This class has the following functions.

  • __init__
    • essentially the same as when initializing a datumlist. however, groups exist within repgroups, and we need to maintain a double chain of objects in order to traverse the datumlist during searches and pointers. so it also remembers it's parent repgroup and datumlist
  • generate_datlist
    • overrides datumlist.generate_datlist to include parents datumlists
  • add
    • calls datumlist.add, then updates it's parents size

repGroup

this is a special type for datums. most datums are simple types like integers or shorts or whatever, but some are more complicated. They are effectively the same thing. it's an object that holds a thing. that thing is usually a single value, but it can also be a repGroup object.

repGroups have two imprtant data members. datums_arglist and groups

the datums_arglist is a list of dictionaries, where the dictionaries contain all the arguments that should be passing into the add function of a group. It's important because all the groups in a repgroup need to have the same datums within them. so if we add a new group, that group needs to be initialized and all the datums must be added. this data member contains the information to do that.

groups is simply a list of groups in this repGroup. they should all be initialized and maintained so that they all have the same datums at all times automatically.

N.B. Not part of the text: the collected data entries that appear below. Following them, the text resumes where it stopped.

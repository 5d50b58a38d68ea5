//! Local persistence contracts and the SQLite implementation.
//!
//! # Responsibility
//! - Define the store APIs the sync engine and account service depend on.
//! - Isolate SQLite query details from sync orchestration.
//!
//! # Invariants
//! - Store APIs return semantic errors (`InvalidData`) in addition to DB
//!   transport errors.

pub mod note_store;
pub mod session_store;
pub mod sqlite_store;
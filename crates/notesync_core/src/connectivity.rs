//! Network reachability seam.
//!
//! The platform layer owns real reachability detection and feeds it into a
//! `NetworkMonitor`; tests flip the flag directly.

use std::sync::atomic::{AtomicBool, Ordering};

/// Answers whether a remote call is worth attempting.
pub trait Connectivity: Send + Sync {
    fn is_online(&self) -> bool;
}

/// Reachability flag updated by the host platform.
#[derive(Debug)]
pub struct NetworkMonitor {
    online: AtomicBool,
}

impl NetworkMonitor {
    pub fn new(online: bool) -> Self {
        Self {
            online: AtomicBool::new(online),
        }
    }

    pub fn set_online(&self, online: bool) {
        self.online.store(online, Ordering::Release);
    }
}

impl Default for NetworkMonitor {
    fn default() -> Self {
        Self::new(true)
    }
}

impl Connectivity for NetworkMonitor {
    fn is_online(&self) -> bool {
        self.online.load(Ordering::Acquire)
    }
}
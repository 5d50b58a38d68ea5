//! Note search entry points.
//!
//! # Responsibility
//! - Filter and group already-loaded notes for list views.
//! - Keep result shaping inside core.

pub mod notes;
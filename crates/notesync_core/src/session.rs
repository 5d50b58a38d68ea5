//! Signed-in session state.
//!
//! # Responsibility
//! - Hold the bearer token and cached profile for the current user.
//! - Decide whether sync runs in online-capable or local-only mode.
//!
//! # Invariants
//! - No token means no remote note call is attempted.
//! - `begin` replaces the whole state; `end` clears it.

use crate::model::user::Profile;
use serde::{Deserialize, Serialize};
use std::sync::{PoisonError, RwLock};

/// Token plus cached profile of the signed-in user.
#[derive(Debug, Clone, PartialEq, Eq, Serialize, Deserialize)]
pub struct SessionState {
    pub token: String,
    pub profile: Profile,
}

/// Shared session handle. Wrap in `Arc` to share between services.
#[derive(Debug, Default)]
pub struct Session {
    state: RwLock<Option<SessionState>>,
}

impl Session {
    /// Creates a signed-out session.
    pub fn new() -> Self {
        Self::default()
    }

    /// Creates a session that is already signed in.
    pub fn signed_in(state: SessionState) -> Self {
        Self {
            state: RwLock::new(Some(state)),
        }
    }

    /// Starts (or replaces) the signed-in state.
    pub fn begin(&self, state: SessionState) {
        *self.state.write().unwrap_or_else(PoisonError::into_inner) = Some(state);
    }

    /// Signs out.
    pub fn end(&self) {
        *self.state.write().unwrap_or_else(PoisonError::into_inner) = None;
    }

    pub fn token(&self) -> Option<String> {
        self.read(|state| state.token.clone())
    }

    pub fn profile(&self) -> Option<Profile> {
        self.read(|state| state.profile.clone())
    }

    /// Replaces the cached profile while keeping the token.
    ///
    /// Returns `false` when signed out.
    pub fn update_profile(&self, profile: Profile) -> bool {
        let mut guard = self.state.write().unwrap_or_else(PoisonError::into_inner);
        match guard.as_mut() {
            Some(state) => {
                state.profile = profile;
                true
            }
            None => false,
        }
    }

    pub fn snapshot(&self) -> Option<SessionState> {
        self.read(Clone::clone)
    }

    pub fn is_authenticated(&self) -> bool {
        self.read(|_| ()).is_some()
    }

    fn read<T>(&self, f: impl FnOnce(&SessionState) -> T) -> Option<T> {
        self.state
            .read()
            .unwrap_or_else(PoisonError::into_inner)
            .as_ref()
            .map(f)
    }
}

repGroups has the following functions.

  • __init__
    • this initializes a repgroup. which doesn't really do anything except start empty lists for datums_arglist and groups, as well as set parent_datum and parent_datumlist if possible
  • add_group
    • adds a group to this repgroup. and automatically populates it with all the datums this repgroup knows about, so it will be inline with all the others
  • add
    • adds a new datum to all the groups in this repgroup and saves the arguments passed to a new entry in datums_argslist
  • __str__
    • gets a str representation of this object
  • __getitem__
    • only allows integer indexing to choose which group you would like to select
  • calc_size
    • figures out how big this is in bytes. and updates self.size and parent datum.size

dat_primitives.py

this file contains cla 8000 sses that form the most low level values in this script. the problem is that python is far more abstracted than C++, it has no concepts of shorts and represents simple primitive values as actual objects in memory. Whereas C-type languages store them as memory in binary and reading/writing to files is pretty simple.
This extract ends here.